Information given Block Start

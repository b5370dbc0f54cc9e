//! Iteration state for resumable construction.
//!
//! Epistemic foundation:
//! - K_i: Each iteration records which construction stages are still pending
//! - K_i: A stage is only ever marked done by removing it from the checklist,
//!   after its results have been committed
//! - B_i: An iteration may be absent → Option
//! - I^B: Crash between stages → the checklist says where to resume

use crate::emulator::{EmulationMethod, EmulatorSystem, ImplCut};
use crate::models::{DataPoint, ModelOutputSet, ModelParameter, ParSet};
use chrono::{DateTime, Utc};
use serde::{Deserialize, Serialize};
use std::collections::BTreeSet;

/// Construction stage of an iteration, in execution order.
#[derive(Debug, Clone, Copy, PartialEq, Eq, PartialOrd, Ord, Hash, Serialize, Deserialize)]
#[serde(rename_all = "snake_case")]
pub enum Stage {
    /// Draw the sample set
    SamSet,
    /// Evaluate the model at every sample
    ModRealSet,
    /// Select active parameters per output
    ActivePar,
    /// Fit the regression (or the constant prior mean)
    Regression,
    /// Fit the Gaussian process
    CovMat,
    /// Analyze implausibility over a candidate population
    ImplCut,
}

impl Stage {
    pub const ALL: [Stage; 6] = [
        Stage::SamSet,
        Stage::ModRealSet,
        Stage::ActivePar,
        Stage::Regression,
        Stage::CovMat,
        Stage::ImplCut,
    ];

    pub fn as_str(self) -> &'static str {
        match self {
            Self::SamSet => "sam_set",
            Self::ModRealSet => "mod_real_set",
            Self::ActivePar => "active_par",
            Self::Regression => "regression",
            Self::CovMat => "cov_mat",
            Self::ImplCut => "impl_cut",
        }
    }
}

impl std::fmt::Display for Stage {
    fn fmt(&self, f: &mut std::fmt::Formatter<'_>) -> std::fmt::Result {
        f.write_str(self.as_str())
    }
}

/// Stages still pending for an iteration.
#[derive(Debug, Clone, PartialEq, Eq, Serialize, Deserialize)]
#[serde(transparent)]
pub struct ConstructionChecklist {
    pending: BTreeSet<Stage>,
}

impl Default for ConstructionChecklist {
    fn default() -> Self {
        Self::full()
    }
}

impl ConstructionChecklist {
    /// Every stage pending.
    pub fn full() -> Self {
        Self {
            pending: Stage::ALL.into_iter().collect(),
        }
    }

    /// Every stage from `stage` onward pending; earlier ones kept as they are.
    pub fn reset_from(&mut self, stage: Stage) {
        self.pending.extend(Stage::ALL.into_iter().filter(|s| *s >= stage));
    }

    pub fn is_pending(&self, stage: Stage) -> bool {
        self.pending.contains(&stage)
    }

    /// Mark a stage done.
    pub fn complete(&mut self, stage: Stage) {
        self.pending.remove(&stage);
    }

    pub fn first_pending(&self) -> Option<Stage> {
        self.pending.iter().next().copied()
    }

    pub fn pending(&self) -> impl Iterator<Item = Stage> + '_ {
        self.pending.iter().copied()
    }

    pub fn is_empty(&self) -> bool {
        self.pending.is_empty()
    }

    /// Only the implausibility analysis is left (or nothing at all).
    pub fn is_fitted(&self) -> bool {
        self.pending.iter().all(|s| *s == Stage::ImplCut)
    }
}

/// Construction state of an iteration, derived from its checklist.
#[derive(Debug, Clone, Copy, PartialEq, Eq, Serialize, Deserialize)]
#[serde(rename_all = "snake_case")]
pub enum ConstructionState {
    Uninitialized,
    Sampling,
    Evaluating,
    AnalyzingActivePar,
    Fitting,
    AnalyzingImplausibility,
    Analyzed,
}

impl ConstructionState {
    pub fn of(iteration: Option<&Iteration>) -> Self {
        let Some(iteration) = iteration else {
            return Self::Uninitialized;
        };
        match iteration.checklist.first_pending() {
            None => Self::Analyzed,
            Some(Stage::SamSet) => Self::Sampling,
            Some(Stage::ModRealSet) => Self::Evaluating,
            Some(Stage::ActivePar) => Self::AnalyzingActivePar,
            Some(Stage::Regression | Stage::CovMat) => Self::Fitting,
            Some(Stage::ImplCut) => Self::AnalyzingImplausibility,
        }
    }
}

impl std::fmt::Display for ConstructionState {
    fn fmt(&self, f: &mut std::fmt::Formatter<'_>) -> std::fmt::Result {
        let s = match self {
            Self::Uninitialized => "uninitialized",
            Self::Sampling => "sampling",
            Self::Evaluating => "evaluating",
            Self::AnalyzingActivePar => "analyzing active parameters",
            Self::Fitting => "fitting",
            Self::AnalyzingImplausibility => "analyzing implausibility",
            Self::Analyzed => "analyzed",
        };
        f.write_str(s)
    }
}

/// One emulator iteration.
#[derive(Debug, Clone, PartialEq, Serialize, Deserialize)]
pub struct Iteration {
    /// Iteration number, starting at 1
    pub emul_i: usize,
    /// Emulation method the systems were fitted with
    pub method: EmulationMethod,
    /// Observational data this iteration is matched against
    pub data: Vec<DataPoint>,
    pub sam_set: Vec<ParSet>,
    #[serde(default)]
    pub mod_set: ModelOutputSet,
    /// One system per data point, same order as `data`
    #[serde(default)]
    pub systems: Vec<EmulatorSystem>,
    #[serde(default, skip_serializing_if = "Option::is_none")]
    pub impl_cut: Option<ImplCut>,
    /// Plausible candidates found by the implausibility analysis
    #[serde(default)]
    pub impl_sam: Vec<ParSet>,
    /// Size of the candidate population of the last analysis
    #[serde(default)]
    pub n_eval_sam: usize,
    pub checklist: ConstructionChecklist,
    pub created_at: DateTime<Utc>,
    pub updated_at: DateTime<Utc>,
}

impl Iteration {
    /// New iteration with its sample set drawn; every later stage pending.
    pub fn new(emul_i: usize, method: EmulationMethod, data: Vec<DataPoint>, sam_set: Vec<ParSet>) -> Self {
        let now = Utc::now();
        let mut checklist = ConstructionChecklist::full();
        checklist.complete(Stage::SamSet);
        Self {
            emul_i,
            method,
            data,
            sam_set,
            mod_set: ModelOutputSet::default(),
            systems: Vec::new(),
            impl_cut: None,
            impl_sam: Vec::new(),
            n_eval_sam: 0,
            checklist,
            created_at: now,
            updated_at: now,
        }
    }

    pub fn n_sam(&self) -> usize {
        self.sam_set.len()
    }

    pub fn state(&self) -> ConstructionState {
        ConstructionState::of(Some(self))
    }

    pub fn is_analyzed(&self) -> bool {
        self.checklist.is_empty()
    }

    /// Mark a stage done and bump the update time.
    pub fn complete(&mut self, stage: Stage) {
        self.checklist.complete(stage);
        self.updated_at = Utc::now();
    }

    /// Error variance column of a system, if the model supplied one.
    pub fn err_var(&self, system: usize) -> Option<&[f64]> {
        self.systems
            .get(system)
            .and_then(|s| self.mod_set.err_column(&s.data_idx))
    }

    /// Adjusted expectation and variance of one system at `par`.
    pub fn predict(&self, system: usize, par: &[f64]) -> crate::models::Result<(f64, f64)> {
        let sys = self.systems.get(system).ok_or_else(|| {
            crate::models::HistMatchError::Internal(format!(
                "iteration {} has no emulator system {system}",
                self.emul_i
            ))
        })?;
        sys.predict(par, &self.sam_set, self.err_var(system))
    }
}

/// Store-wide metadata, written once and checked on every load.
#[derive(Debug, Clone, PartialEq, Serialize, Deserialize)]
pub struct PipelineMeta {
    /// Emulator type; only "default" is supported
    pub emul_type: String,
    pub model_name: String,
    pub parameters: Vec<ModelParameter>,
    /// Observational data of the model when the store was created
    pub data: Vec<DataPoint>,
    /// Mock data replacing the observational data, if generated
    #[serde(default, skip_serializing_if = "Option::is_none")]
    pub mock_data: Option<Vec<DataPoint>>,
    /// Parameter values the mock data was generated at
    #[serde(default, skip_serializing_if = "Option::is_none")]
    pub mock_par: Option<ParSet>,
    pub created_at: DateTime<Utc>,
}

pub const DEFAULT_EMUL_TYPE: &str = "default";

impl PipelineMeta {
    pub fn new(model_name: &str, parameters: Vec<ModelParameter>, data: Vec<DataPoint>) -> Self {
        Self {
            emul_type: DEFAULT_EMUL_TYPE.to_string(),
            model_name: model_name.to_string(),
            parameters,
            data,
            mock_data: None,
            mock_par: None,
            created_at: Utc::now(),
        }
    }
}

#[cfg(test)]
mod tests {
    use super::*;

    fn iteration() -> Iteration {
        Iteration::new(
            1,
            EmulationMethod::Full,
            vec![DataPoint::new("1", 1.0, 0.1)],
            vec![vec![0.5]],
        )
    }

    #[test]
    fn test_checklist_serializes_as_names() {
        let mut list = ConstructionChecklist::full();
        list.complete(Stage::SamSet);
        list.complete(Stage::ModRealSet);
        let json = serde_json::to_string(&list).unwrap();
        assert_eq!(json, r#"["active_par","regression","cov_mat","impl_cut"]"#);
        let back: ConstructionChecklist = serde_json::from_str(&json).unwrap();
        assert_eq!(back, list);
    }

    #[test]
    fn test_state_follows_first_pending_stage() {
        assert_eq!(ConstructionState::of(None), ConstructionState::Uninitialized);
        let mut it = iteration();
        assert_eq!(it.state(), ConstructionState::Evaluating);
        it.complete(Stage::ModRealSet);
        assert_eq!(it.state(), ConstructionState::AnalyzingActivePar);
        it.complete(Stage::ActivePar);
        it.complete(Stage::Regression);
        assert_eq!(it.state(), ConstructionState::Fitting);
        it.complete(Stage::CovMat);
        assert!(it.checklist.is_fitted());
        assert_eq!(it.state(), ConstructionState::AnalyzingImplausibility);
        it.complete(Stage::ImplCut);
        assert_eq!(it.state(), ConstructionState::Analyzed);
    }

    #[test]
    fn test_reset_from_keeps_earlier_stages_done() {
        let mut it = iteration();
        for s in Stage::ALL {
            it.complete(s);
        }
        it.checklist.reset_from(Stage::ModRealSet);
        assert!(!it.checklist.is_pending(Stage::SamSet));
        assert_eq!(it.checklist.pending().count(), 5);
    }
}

Information given Block End

Would you report every line of the entries above containing the word "usize"?

    pub emul_i: usize,
    pub n_eval_sam: usize,
    pub fn new(emul_i: usize, method: EmulationMethod, data: Vec<DataPoint>, sam_set: Vec<ParSet>) -> Self {
    pub fn n_sam(&self) -> usize {
    pub fn err_var(&self, system: usize) -> Option<&[f64]> {
    pub fn predict(&self, system: usize, par: &[f64]) -> crate::models::Result<(f64, f64)> {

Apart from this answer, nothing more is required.